Thousands of people, including dozens of orphans, leave Aleppo in ongoing evacuation effort from besieged Syrian city.
by Al JazeeraDozens of buses carrying evacuees including orphaned children from the last rebel-held district of Aleppo travelled to opposition-controlled areas outside the city early on Monday, according to Turkish officials and a monitoring group.
Turkey said that about 20,000 people have been evacuated from eastern Aleppo so far, as a fragile ceasefire between rebels and government forces was holding.
Foreign Minister Mevlut Cavusoglu said on Monday that the evacuees from the besieged city were bused to an area under opposition control, in an ongoing effort to get people to safety.
Nearly 50 children who were trapped in an orphanage in east Aleppo were evacuated, the United Nations Children’s Fund (UNICEF) said.
“This morning, all 47 children trapped in an orphanage in east Aleppo were evacuated to safety, with some in critical condition from injuries and dehydration,” Geert Cappelaere, UNICEF regional director, said in a statement.
UNICEF and other agencies were also assisting in reunifying other children evacuated in the past few days with their families and giving them medical care and winter clothes, he said.
Meanwhile, the Syrian Observatory for Human Rights said an estimated 500 people had been evacuated from two villages besieged by rebels in Idlib province on Monday as part of the deal.
SOHR said 10 buses had left the majority Shia towns of Foua and Kefraya carrying evacuees through rebel-held territory towards Aleppo.
The evacuation process in Aleppo got off to a shaky start last week, with agreements collapsing and four people reportedly killed by government-allied forces as they attempted to leave eastern Aleppo.
In the latest disruption on Sunday, gunmen attacked buses sent to take people out of Foua and Kefraya and torched them, killing a bus driver, the Syrian Observatory said.
‘Sleeping in the streets’
Thousands of people remain in eastern Aleppo, many sleeping in the streets in freezing temperatures as they wait to be evacuated.
“Conditions in eastern Aleppo remain extremely dire,” said Al Jazeera’s Imtiaz Tyab, reporting from Gaziantep on the Turkey-Syria border.
“In the evenings it can go to -5C. They have access to very little food, fuel, water and medical supplies.”
Most of the evacuees are taken to rebel-held Idlib province or Aleppo countryside.
Turkey has said that they could also be housed in a camp to be built near the Turkish border to the north.
UN monitors
Meanwhile at the United Nations, France and Russia announced agreement on a compromise resolution to deploy UN monitors to eastern Aleppo to ensure safe evacuations and immediate delivery of humanitarian aid.

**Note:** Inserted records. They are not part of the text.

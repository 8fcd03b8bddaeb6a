#![cfg(feature = "dev")]
//! Property-based tests for convolution.
//!
//! These tests check algebraic properties of the full convolution over
//! randomly generated sequences:
//! - Output length
//! - Commutativity
//! - Identity kernel
//! - Linearity
//! - Mode windows agree with the full output

use proptest::prelude::*;

use convolve::internals::api::{ConvolveMode, convolve, convolve_full};

// ============================================================================
// Strategies
// ============================================================================

fn int_seq() -> impl Strategy<Value = Vec<i32>> {
    prop::collection::vec(-10_000i32..10_000, 1..40)
}

fn float_seq() -> impl Strategy<Value = Vec<f64>> {
    prop::collection::vec(-100.0f64..100.0, 1..40)
}

// ============================================================================
// Properties
// ============================================================================

proptest! {
    #[test]
    fn prop_full_length(x in int_seq(), h in int_seq()) {
        let y = convolve_full(&x, &h).unwrap();
        prop_assert_eq!(y.len(), x.len() + h.len() - 1);
    }

    #[test]
    fn prop_commutative_integers(x in int_seq(), h in int_seq()) {
        prop_assert_eq!(convolve_full(&x, &h).unwrap(), convolve_full(&h, &x).unwrap());
    }

    #[test]
    fn prop_commutative_floats(x in float_seq(), h in float_seq()) {
        let a = convolve_full(&x, &h).unwrap();
        let b = convolve_full(&h, &x).unwrap();
        for (u, v) in a.iter().zip(b.iter()) {
            prop_assert!((u - v).abs() <= 1e-9 * (1.0 + u.abs()));
        }
    }

    #[test]
    fn prop_identity(x in int_seq()) {
        let expected: Vec<i64> = x.iter().map(|&v| v as i64).collect();
        prop_assert_eq!(convolve_full(&x, &[1]).unwrap(), expected);
    }

    #[test]
    fn prop_delayed_identity(x in int_seq(), delay in 0usize..5) {
        let mut h = vec![0i32; delay + 1];
        h[delay] = 1;
        let y = convolve_full(&x, &h).unwrap();
        prop_assert!(y[..delay].iter().all(|&v| v == 0));
        for (i, &v) in x.iter().enumerate() {
            prop_assert_eq!(y[i + delay], v as i64);
        }
    }

    #[test]
    fn prop_linear_in_signal(
        pair in (1usize..30).prop_flat_map(|n| (
            prop::collection::vec(-1000i32..1000, n),
            prop::collection::vec(-1000i32..1000, n),
        )),
        h in int_seq(),
    ) {
        let (a, b) = pair;
        let sum: Vec<i32> = a.iter().zip(b.iter()).map(|(u, v)| u + v).collect();

        let ya = convolve_full(&a, &h).unwrap();
        let yb = convolve_full(&b, &h).unwrap();
        let ysum = convolve_full(&sum, &h).unwrap();

        for k in 0..ysum.len() {
            prop_assert_eq!(ysum[k], ya[k] + yb[k]);
        }
    }

    #[test]
    fn prop_sum_of_output(x in int_seq(), h in int_seq()) {
        let y = convolve_full(&x, &h).unwrap();
        let sx: i64 = x.iter().map(|&v| v as i64).sum();
        let sh: i64 = h.iter().map(|&v| v as i64).sum();
        prop_assert_eq!(y.iter().sum::<i64>(), sx * sh);
    }

    #[test]
    fn prop_modes_are_windows_of_full(x in int_seq(), h in int_seq()) {
        let full = convolve_full(&x, &h).unwrap();
        for mode in [ConvolveMode::Same, ConvolveMode::Valid] {
            let window = mode.output_window(x.len(), h.len());
            let part = convolve(&x, &h, mode).unwrap();
            prop_assert_eq!(&part[..], &full[window]);
        }
    }
}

France’s UN ambassador, Francois Delattre, told reporters the compromise was reached after more than three hours of closed consultations on Sunday and the Security Council would vote on the resolution on Monday.

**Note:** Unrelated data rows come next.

//! High-level API for discrete convolution.
//!
//! ## Purpose
//!
//! This module provides the user-facing entry points: the one-call functions
//! [`convolve_full`] and [`convolve`], and a fluent builder for configuring
//! the output mode and evaluation method.
//!
//! ## Design notes
//!
//! * **Ergonomic**: Fluent builder with sensible defaults for all parameters.
//! * **Validated**: Parameters are checked when `.build()` is called; inputs
//!   are checked on every call before any computation.
//! * **Extensible**: Hidden pass hooks let extension crates install parallel
//!   and transform-based evaluation.
//!
//! ### Configuration Flow
//!
//! 1. Create a [`ConvolveBuilder`] via `Convolve::new()`.
//! 2. Chain configuration methods (`.mode()`, `.method()`).
//! 3. Call `.build()` and then `.convolve(&x, &h)` as many times as needed.

// Feature-gated imports
#[cfg(not(feature = "std"))]
use alloc::vec::Vec;

// Internal dependencies
use crate::engine::executor::{ConvolveConfig, ConvolveExecutor, DirectPassFn, TransformPassFn};
use crate::engine::validator::Validator;

// Publicly re-exported types
pub use crate::algorithms::method::ConvolveMethod;
pub use crate::engine::output::ConvolveResult;
pub use crate::math::mode::ConvolveMode;
pub use crate::primitives::errors::ConvolveError;
pub use crate::primitives::sample::Sample;

// ============================================================================
// One-Call Functions
// ============================================================================

/// Full linear convolution of `x` and `h`.
///
/// Returns `len(x) + len(h) - 1` samples where
/// `y[k] = Σ x[i] · h[k - i]`. Fails with [`ConvolveError::InvalidArgument`]
/// if either sequence is empty, and with [`ConvolveError::AccumulatorOverflow`]
/// if an exact integer sum does not fit the accumulator type.
pub fn convolve_full<T: Sample>(x: &[T], h: &[T]) -> Result<Vec<T::Acc>, ConvolveError> {
    convolve(x, h, ConvolveMode::Full)
}

/// Linear convolution of `x` and `h` restricted to the given output mode.
pub fn convolve<T: Sample>(
    x: &[T],
    h: &[T],
    mode: ConvolveMode,
) -> Result<Vec<T::Acc>, ConvolveError> {
    Validator::validate_inputs(x, h)?;
    Ok(ConvolveExecutor::run(x, h, mode)?.values)
}

// ============================================================================
// Builder
// ============================================================================

/// Fluent builder for configuring a convolution.
#[derive(Debug, Clone)]
pub struct ConvolveBuilder<T: Sample> {
    /// Output mode (default: Full).
    pub mode: Option<ConvolveMode>,

    /// Evaluation method (default: Auto).
    pub method: Option<ConvolveMethod>,

    // ======================================
    // DEV
    // ======================================
    /// Custom direct pass function.
    #[doc(hidden)]
    pub custom_direct_pass: Option<DirectPassFn<T>>,

    /// Transform-based pass function.
    #[doc(hidden)]
    pub custom_transform_pass: Option<TransformPassFn<T>>,

    /// Parallel execution hint.
    #[doc(hidden)]
    pub parallel: Option<bool>,

    /// Tracks if any parameter was set multiple times (for validation).
    #[doc(hidden)]
    pub duplicate_param: Option<&'static str>,
}

impl<T: Sample> Default for ConvolveBuilder<T> {
    fn default() -> Self {
        Self::new()
    }
}

impl<T: Sample> ConvolveBuilder<T> {
    /// Create a new builder with default settings.
    pub fn new() -> Self {
        Self {
            mode: None,
            method: None,
            custom_direct_pass: None,
            custom_transform_pass: None,
            parallel: None,
            duplicate_param: None,
        }
    }

    /// Set the output mode.
    pub fn mode(mut self, mode: ConvolveMode) -> Self {
        if self.mode.is_some() {
            self.duplicate_param = Some("mode");
        }
        self.mode = Some(mode);
        self
    }

    /// Set the evaluation method.
    pub fn method(mut self, method: ConvolveMethod) -> Self {
        if self.method.is_some() {
            self.duplicate_param = Some("method");
        }
        self.method = Some(method);
        self
    }

    // ==========================
    // Development Options
    // ==========================

    /// Set a custom direct pass function (only for dev)
    #[doc(hidden)]
    pub fn custom_direct_pass(mut self, pass: DirectPassFn<T>) -> Self {
        self.custom_direct_pass = Some(pass);
        self
    }

    /// Set a transform-based pass function (only for dev)
    #[doc(hidden)]
    pub fn custom_transform_pass(mut self, pass: TransformPassFn<T>) -> Self {
        self.custom_transform_pass = Some(pass);
        self
    }

    /// Set parallel execution hint (only for dev)
    #[doc(hidden)]
    pub fn parallel(mut self, parallel: bool) -> Self {
        self.parallel = Some(parallel);
        self
    }

    // ========================================================================
    // Build Method
    // ========================================================================

    /// Build the convolution processor.
    pub fn build(self) -> Result<ConvolveProcessor<T>, ConvolveError> {
        // Check for duplicate parameter configuration
        Validator::validate_no_duplicates(self.duplicate_param)?;

        let config = ConvolveConfig {
            mode: self.mode.unwrap_or_default(),
            method: self.method.unwrap_or_default(),
            custom_direct_pass: self.custom_direct_pass,
            custom_transform_pass: self.custom_transform_pass,
        };

        // Reject an explicit Fft request up front if nothing can serve it
        Validator::validate_method(config.method, config.transform_available())?;

        Ok(ConvolveProcessor { config })
    }
}

// ============================================================================
// Processor
// ============================================================================

/// Configured convolution processor.
#[derive(Debug, Clone)]
pub struct ConvolveProcessor<T: Sample> {
    config: ConvolveConfig<T>,
}

impl<T: Sample> ConvolveProcessor<T> {
    /// Convolve `x` with `h` using the configured mode and method.
    pub fn convolve(&self, x: &[T], h: &[T]) -> Result<ConvolveResult<T::Acc>, ConvolveError> {
        Validator::validate_inputs(x, h)?;

        let output = ConvolveExecutor::run_with_config(x, h, &self.config)?;

        Ok(ConvolveResult {
            values: output.values,
            signal_len: x.len(),
            kernel_len: h.len(),
            mode: self.config.mode,
            method_used: output.method_used,
        })
    }

    /// Configured output mode.
    #[inline]
    pub fn mode(&self) -> ConvolveMode {
        self.config.mode
    }

    /// Configured (unresolved) evaluation method.
    #[inline]
    pub fn method(&self) -> ConvolveMethod {
        self.config.method
    }
}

Russia’s UN ambassador, Vitaly Churkin, told reporters before consultations that Moscow could not accept the French draft resolution unless it was changed.
He presented council members with a rival text.
After the consultations, Churkin said a “good text” had been formulated.
The US ambassador to the UN, Samantha Power, said the resolution would quickly put more than 100 UN personnel on the ground to monitor evacuations.
“The text contains all the elements for safe, secure, dignified evacuation, for humanitarian access to those who choose to remain in eastern Aleppo” and for protecting civilians, she said.
She said that following the siege in eastern Aleppo, there have been “many, many reports of people being pulled off buses and disappeared, whether into conscription or into torture chambers or killed outright.”
Deploying UN monitors would deter “some of the worst excesses,” she said.
Russia, which has provided military backing to Assad, has vetoed six Security Council resolutions on Syria since the conflict started in 2011.
China joined Russia in vetoing five resolutions.
Aleppo had been divided between government and rebel areas in the nearly six-year war, but a major advance by the Syrian army and its allies began in mid-November following months of intense air strikes.
The offensive forced the opposition fighters out of most of their strongholds within a matter of weeks.